By YVONNE FRENCH
Patch Adams, M.D., about whom a major motion picture starring Robin Williams was made, led a group of 25 Washingtonians in reading their favorite poems aloud April 7 in the Coolidge Auditorium.
Mr. Adams is author of Gesundheit!: Bringing Good Health to You, the Medical System and Society Through Physician Service, Complementary Therapies, Humor and Joy. He advocates universal free health care. He gave a dramatic recitation of portions of Walt Whitman's "Song of the Open Road," saying he loves the poem "because poetry is a celebration of life. This poem reflects me. I celebrate life."

Patch Adams, M.D.; Marvin Dickinson, vice president of the Stay in Schools Foundation; Del. Eleanor Holmes Norton (D-D.C.) - N. Alicia Byers
Mr. Adams wore his long gray hair in a ponytail with several elastics along its length. A patch on his head to the left of his center part was dyed blue. He wore a Hawaiian shirt with a multicolored tie, tie-died balloon pants, one orange and one blue sock and black tennis shoes. One fork-shaped earring dangled and swung as he recited Walt Whitman's conclusion: "the efflux of the soul is happiness."
If Mr. Adams's outfit was like a rainbow, the other persons who read were a veritable United Nations of Washington: African American, Peruvian, Italian, a Native American, Chinese, Russian. Their cacophony of accents was unified by the rhythm of the poetry that now harangued, now lulled about 250 listeners into a state of heightened awareness.
Mr. Pinsky said one of the unexpected fruits of the Favorite Poem readings is the way the audience forms a community of listeners as the readers and reciters share why the poem is meaningful to them.
Said Mr. Pinsky: "You get this feeling of respect and attention in these civic forums," of which there have been 15 official -- and almost 300 unofficial -- readings, and probably many more that go unreported to the Favorite Poem Project director at Mr. Pinsky's Boston University office.

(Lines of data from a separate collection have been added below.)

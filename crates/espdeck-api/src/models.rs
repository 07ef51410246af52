// Bridge wire types
//
// Shapes exactly as the bridge emits them. Read endpoints wrap their payload
// in a keyed envelope (`devices`, `esp32`, `logs`) next to a `timestamp`;
// write endpoints answer with `{ success, device?, message? }`. Fields use
// `#[serde(default)]` where the bridge is known to omit them.

use serde::{Deserialize, Serialize};
use strum::{Display, EnumString};

// ── Envelopes ────────────────────────────────────────────────────────

/// `GET ?endpoint=devices`
#[derive(Debug, Deserialize)]
pub struct DevicesEnvelope {
    pub devices: Vec<Device>,
    #[serde(default)]
    pub timestamp: Option<serde_json::Value>,
}

/// `GET ?endpoint=status`
#[derive(Debug, Deserialize)]
pub struct StatusEnvelope {
    pub esp32: BridgeStatus,
    #[serde(default)]
    pub timestamp: Option<serde_json::Value>,
}

/// `GET ?endpoint=logs&limit=N`
#[derive(Debug, Deserialize)]
pub struct LogsEnvelope {
    /// Decoded entry by entry so one bad entry does not sink the window.
    pub logs: Vec<serde_json::Value>,
}

/// Error body returned alongside non-2xx statuses.
#[derive(Debug, Deserialize)]
pub(crate) struct ErrorBody {
    pub error: String,
}

// ── Device ───────────────────────────────────────────────────────────

/// A device as served by the bridge.
///
/// `type` is kept as a raw string: the category set is open and the
/// domain layer decides how to interpret it.
#[derive(Debug, Clone, PartialEq, Serialize, Deserialize)]
pub struct Device {
    pub id: String,
    pub name: String,
    #[serde(rename = "type")]
    pub device_type: String,
    pub status: bool,
    #[serde(default)]
    pub icon: String,
    #[serde(default)]
    pub value: Option<f64>,
}

// ── Status ───────────────────────────────────────────────────────────

/// Bridge health record (`esp32` key on the wire).
#[derive(Debug, Clone, PartialEq, Eq, Serialize, Deserialize)]
pub struct BridgeStatus {
    pub connected: bool,
    #[serde(default)]
    pub uptime: String,
    /// Signal strength, percent.
    #[serde(default)]
    pub signal: i64,
    /// Memory usage, percent.
    #[serde(default)]
    pub memory: i64,
    #[serde(default)]
    pub ip_address: String,
    #[serde(default)]
    pub mac_address: String,
    #[serde(default)]
    pub firmware_version: String,
    #[serde(default)]
    pub wifi_ssid: String,
    #[serde(default)]
    pub mqtt_server: String,
}

// ── Logs ─────────────────────────────────────────────────────────────

/// Log severity. Closed set: an entry with any other level fails to decode.
#[derive(
    Debug, Clone, Copy, PartialEq, Eq, Hash, Serialize, Deserialize, Display, EnumString,
)]
#[serde(rename_all = "UPPERCASE")]
#[strum(serialize_all = "UPPERCASE", ascii_case_insensitive)]
pub enum LogLevel {
    Info,
    Success,
    Warning,
    Error,
}

/// One entry of the bridge command journal.
#[derive(Debug, Clone, PartialEq, Serialize, Deserialize)]
pub struct LogEntry {
    pub timestamp: String,
    pub level: LogLevel,
    #[serde(default)]
    pub action: String,
    #[serde(default)]
    pub device_id: Option<String>,
    #[serde(default)]
    pub device_name: Option<String>,
    #[serde(default)]
    pub message: String,
    #[serde(default)]
    pub request_id: String,
}

// ── Actions ──────────────────────────────────────────────────────────

/// POST body. Serialized as `{"action": "<tag>", ...}`.
#[derive(Debug, Clone, PartialEq, Serialize)]
#[serde(tag = "action", rename_all = "snake_case")]
pub enum ActionRequest {
    Toggle { device_id: String },
    UpdateValue { device_id: String, value: f64 },
    Restart,
}

impl ActionRequest {
    /// The wire tag, for logging.
    pub fn name(&self) -> &'static str {
        match self {
            Self::Toggle { .. } => "toggle",
            Self::UpdateValue { .. } => "update_value",
            Self::Restart => "restart",
        }
    }
}

/// POST response. Only `success: true` counts as success.
#[derive(Debug, Clone, Default, Deserialize)]
pub struct ActionResponse {
    #[serde(default)]
    pub success: Option<bool>,
    #[serde(default)]
    pub device: Option<Device>,
    #[serde(default)]
    pub message: Option<String>,
    #[serde(default)]
    pub error: Option<String>,
}

impl ActionResponse {
    pub fn is_success(&self) -> bool {
        self.success == Some(true)
    }
}

#[cfg(test)]
#[allow(clippy::unwrap_used)]
mod tests {
    use serde_json::json;

    use super::*;

    #[test]
    fn action_request_wire_shape() {
        let toggle = serde_json::to_value(ActionRequest::Toggle {
            device_id: "1".into(),
        })
        .unwrap();
        assert_eq!(toggle, json!({ "action": "toggle", "device_id": "1" }));

        let update = serde_json::to_value(ActionRequest::UpdateValue {
            device_id: "2".into(),
            value: 21.5,
        })
        .unwrap();
        assert_eq!(
            update,
            json!({ "action": "update_value", "device_id": "2", "value": 21.5 })
        );

        let restart = serde_json::to_value(ActionRequest::Restart).unwrap();
        assert_eq!(restart, json!({ "action": "restart" }));
    }

    #[test]
    fn device_tolerates_missing_value_and_unknown_type() {
        let device: Device = serde_json::from_value(json!({
            "id": "9",
            "name": "Garage",
            "type": "garage_door",
            "status": false,
            "icon": "Warehouse"
        }))
        .unwrap();
        assert_eq!(device.device_type, "garage_door");
        assert_eq!(device.value, None);
    }

    #[test]
    fn unknown_log_level_fails_to_decode() {
        let result: Result<LogEntry, _> = serde_json::from_value(json!({
            "timestamp": "2024-06-15T10:30:00",
            "level": "DEBUG",
            "action": "toggle",
            "message": "x",
            "request_id": "r"
        }));
        assert!(result.is_err());
    }

    #[test]
    fn log_level_parses_case_insensitively() {
        assert_eq!("warning".parse::<LogLevel>().unwrap(), LogLevel::Warning);
        assert_eq!(LogLevel::Success.to_string(), "SUCCESS");
    }

    #[test]
    fn action_response_success_requires_explicit_true() {
        let missing: ActionResponse = serde_json::from_value(json!({ "message": "ok" })).unwrap();
        assert!(!missing.is_success());

        let falsy: ActionResponse = serde_json::from_value(json!({ "success": false })).unwrap();
        assert!(!falsy.is_success());

        let ok: ActionResponse = serde_json::from_value(json!({ "success": true })).unwrap();
        assert!(ok.is_success());
    }
}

"These transcendently wonderful moments come along and you sense the audience cheering up," Mr. Pinsky told a handful of reporters before the reading, which came just as the Library announced his unprecedented reappointment to a third consecutive term as Poet Laureate. "Each person is showing you a treasure," Mr. Pinsky said later in remarks prior to the Coolidge Auditorium readings.
Dr. Billington said he liked the poem "Little Gidding" by T.S. Eliot because it "brings a spiritual dimension into our daily lives." He told how Eliot wrote the poem in 1942 as bombs fell on London and explained several interpretations of its elusive text. He confided that he personally interprets the "tongues of fire" in the poem as "the slow fire that consumes us: our own self-preoccupations."
Philip Bobbitt, the creator of the Library's Rebekah Johnson Bobbitt National Prize for Poetry, read "Preparation," by Czeslaw Milosz, whose poetry both Robert Pinsky and 1996-1997 Poet Laureate Robert Hass helped to translate from Polish. "Our prayers are with the 600,000 refugees from the Yugoslav war and the soldiers who have gone to Eastern Europe," said Mr. Bobbitt, who is Lyndon Johnson's nephew. His cousin, Linda Johnson Robb, was in the audience. Milosz's poem recalls earlier strife in Eastern Europe: "Thus: armies/Running across frozen plains, shouting a curse/ In a many-voiced chorus; the cannon of a tank/ Growing immense at the corner of a street; the ride at dusk/ Into a camp with watchtowers and barbed wire."
Others who read included Del. Eleanor Holmes Norton (D-D.C.), (Sonnet 127, by William Shakespeare); Roslyn Walker, director of the National Museum of African Art, ("The Negro Speaks of Rivers," by Langston Hughes); Nobel Laureate Harold Varmus, director of the National Institutes of Health ("To His Coy Mistress," by Andrew Marvell); Cliff Becker, director of the Literature Program at the National Endowment for the Arts ("Keeping Things Whole," by Mark Strand). "We try to do that at the NEA," he said.
"Some poets write with such power and immediacy that they can convince you the poem is about your own life, but it's not," said the final reader, Edward Weismiller, who was billed as 'novelist, counterspy and poet," in the program. He read John Donne's "Twickenham Garden" because "it involves me in a way I can't explain." When he recited it, the audience may have understood with him what it is in a poem that words can't -- but somehow do -- convey.
Ms. French is a public affairs specialist in the Public Affairs Office.